The approach described in Finding Multinomial Logistic Regression Coefficients doesn’t provide the best estimate of the regression coefficients. In fact a higher value of *LL* can be achieved using Solver.

Referring to Figure 2 of Finding Multinomial Logistic Regression Coefficients, set the initial values of the coefficients (range X6:Y8) to zeros and then select **Data > Analysis|Solver** and fill in the dialog box that appears with the values shown in Figure 1 (see Goal Seeking and Solver for more details) and then click on the **Solve** button.

**Figure 1 – Solver dialog box for Multinomial Logistic Regression**

The result is displayed in Figure 2 and 3.

**Figure 2 – Multinomial logistic regression model using Solver (part 1)**

**Figure 3 – Multinomial logistic regression model using Solver (part 2)**

As you can see the value of* LL* calculated by Solver is -163.386 (see Figure 3), which is a little larger than the value of -170.269 calculated by the binary model (see Figure 4 of Finding Multinomial Logistic Regression Coefficients).

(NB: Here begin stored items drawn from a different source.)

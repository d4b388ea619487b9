//! Configuration types and loading for the setup script generator
//!
//! Configuration lives in a single TOML file (conventionally `setup.toml`):
//!
//! ```toml
//! [paths]
//! ini_file = "/etc/php/7.4/cli/php.ini"
//! scripts_dir = "/opt/setup-php/scripts/ext"
//!
//! [[extension]]
//! name = "relay"
//! platform = "linux"
//! versions = ">=7.4"
//! command = "curl -sSL https://example.test/relay.sh | bash"
//! ```
//!
//! Every field is optional; a missing file section falls back to the
//! platform defaults applied by [`ScriptContext`](crate::ScriptContext).

use std::path::Path;

use serde::{Deserialize, Serialize};

use crate::error::{Error, Result};
use crate::platform::Platform;
use crate::version::VersionConstraint;

/// Upper bound on the size of a config file we are willing to parse.
pub const MAX_CONFIG_SIZE: u64 = 256 * 1024;

/// Root of `setup.toml`.
#[derive(Debug, Clone, PartialEq, Default, Serialize, Deserialize)]
pub struct SetupConfig {
    #[serde(default)]
    pub paths: PathsConfig,
    /// Site-specific install commands, checked before the builtin policy
    #[serde(default, rename = "extension")]
    pub extensions: Vec<ExtensionOverride>,
}

/// Locations the generated script refers to.
#[derive(Debug, Clone, PartialEq, Default, Serialize, Deserialize)]
pub struct PathsConfig {
    /// php.ini the script appends directives to
    #[serde(default)]
    pub ini_file: Option<String>,
    /// PHP install root on Windows runners
    #[serde(default)]
    pub php_dir: Option<String>,
    /// Directory holding the auxiliary extension install scripts
    #[serde(default)]
    pub scripts_dir: Option<String>,
}

/// One `[[extension]]` entry.
#[derive(Debug, Clone, PartialEq, Serialize, Deserialize)]
pub struct ExtensionOverride {
    pub name: String,
    #[serde(default)]
    pub platform: Option<Platform>,
    /// Version constraint such as `>=7.1,<8.0`; absent means every version
    #[serde(default)]
    pub versions: Option<String>,
    pub command: String,
}

impl ExtensionOverride {
    /// Parse the `versions` field, if any.
    pub fn constraint(&self) -> Result<Option<VersionConstraint>> {
        self.versions
            .as_deref()
            .map(VersionConstraint::parse)
            .transpose()
    }
}

impl SetupConfig {
    /// Parse config text. `origin` is only used in error messages.
    pub fn parse(content: &str, origin: &Path) -> Result<Self> {
        let config: SetupConfig = toml::from_str(content).map_err(|e| Error::InvalidConfig {
            path: origin.to_path_buf(),
            message: e.to_string(),
        })?;
        config.validate(origin)?;
        Ok(config)
    }

    fn validate(&self, origin: &Path) -> Result<()> {
        for ext in &self.extensions {
            if ext.name.trim().is_empty() {
                return Err(Error::InvalidConfig {
                    path: origin.to_path_buf(),
                    message: "extension override with an empty name".to_string(),
                });
            }
            if ext.command.trim().is_empty() {
                return Err(Error::InvalidConfig {
                    path: origin.to_path_buf(),
                    message: format!("extension override '{}' has an empty command", ext.name),
                });
            }
            ext.constraint().map_err(|e| Error::InvalidConfig {
                path: origin.to_path_buf(),
                message: format!("extension override '{}': {e}", ext.name),
            })?;
        }
        Ok(())
    }
}

/// Load `setup.toml` from `path`.
pub fn load_config(path: &Path) -> Result<SetupConfig> {
    if !path.is_file() {
        return Err(Error::ConfigNotFound {
            path: path.to_path_buf(),
        });
    }

    let size = std::fs::metadata(path)?.len();
    if size > MAX_CONFIG_SIZE {
        return Err(Error::ConfigTooLarge {
            path: path.to_path_buf(),
            size,
            max: MAX_CONFIG_SIZE,
        });
    }

    let content = std::fs::read_to_string(path)?;
    let config = SetupConfig::parse(&content, path)?;
    tracing::debug!(
        path = %path.display(),
        overrides = config.extensions.len(),
        "Loaded setup config"
    );
    Ok(config)
}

To test the significance of the coefficients (the equivalent of Figure 5 of Finding Multinomial Logistic Regression Coefficients for the Solver model) we need to calculate the covariance matrix (as described in Property 1 of Finding Multinomial Logistic Regression Coefficients). This is shown in Figure 4.

**Figure 4 – Calculation of the Covariance Matrix**

The covariance matrix displayed in Figure 4 is calculated using the formulas shown in Figure 5.

**Figure 5 – Formulas used in Figure 4**

Using the results in Figure 2 and 4, we get the result shown in Figure 6.

**Figure 6 – Multinomial logistic regression model using Solver (part 3)**

The key formulas used to calculate the Cured + Dead table are shown in Figure 7 (the Sick + Dead table is similar).

**Figure 7 – Key formulas in Figure 6**

The forecasted probabilities, based on the multinomial logistic regression model using Solver, of the three outcomes for men and women at a dosages of 24 mg and 24.5 mg is displayed in Figure 8.

**Figure 8 – Forecasted probabilities using Solver**

Hi Charles,

As per your above samples, how can I find the p value of dead?

Anson

Anson,

There probably is a way to do this based on the analysis already done, but I can’t think of it at this moment. Instead, you can reanalyze the original data taking one of the other variables (e.g. Gender) and the base variable.

Charles

I’ve been working with a political campaign and decided to try a logistic regression to get a rough predictive formula for the likelihood of an individual voter showing up to the polls. My LL seems really low though, around -12,000. is this something that would indicate I did something wrong?

Ed,

The value of LL really depends on the nature of your data, and doesn’t necessarily mean that you have done something wrong.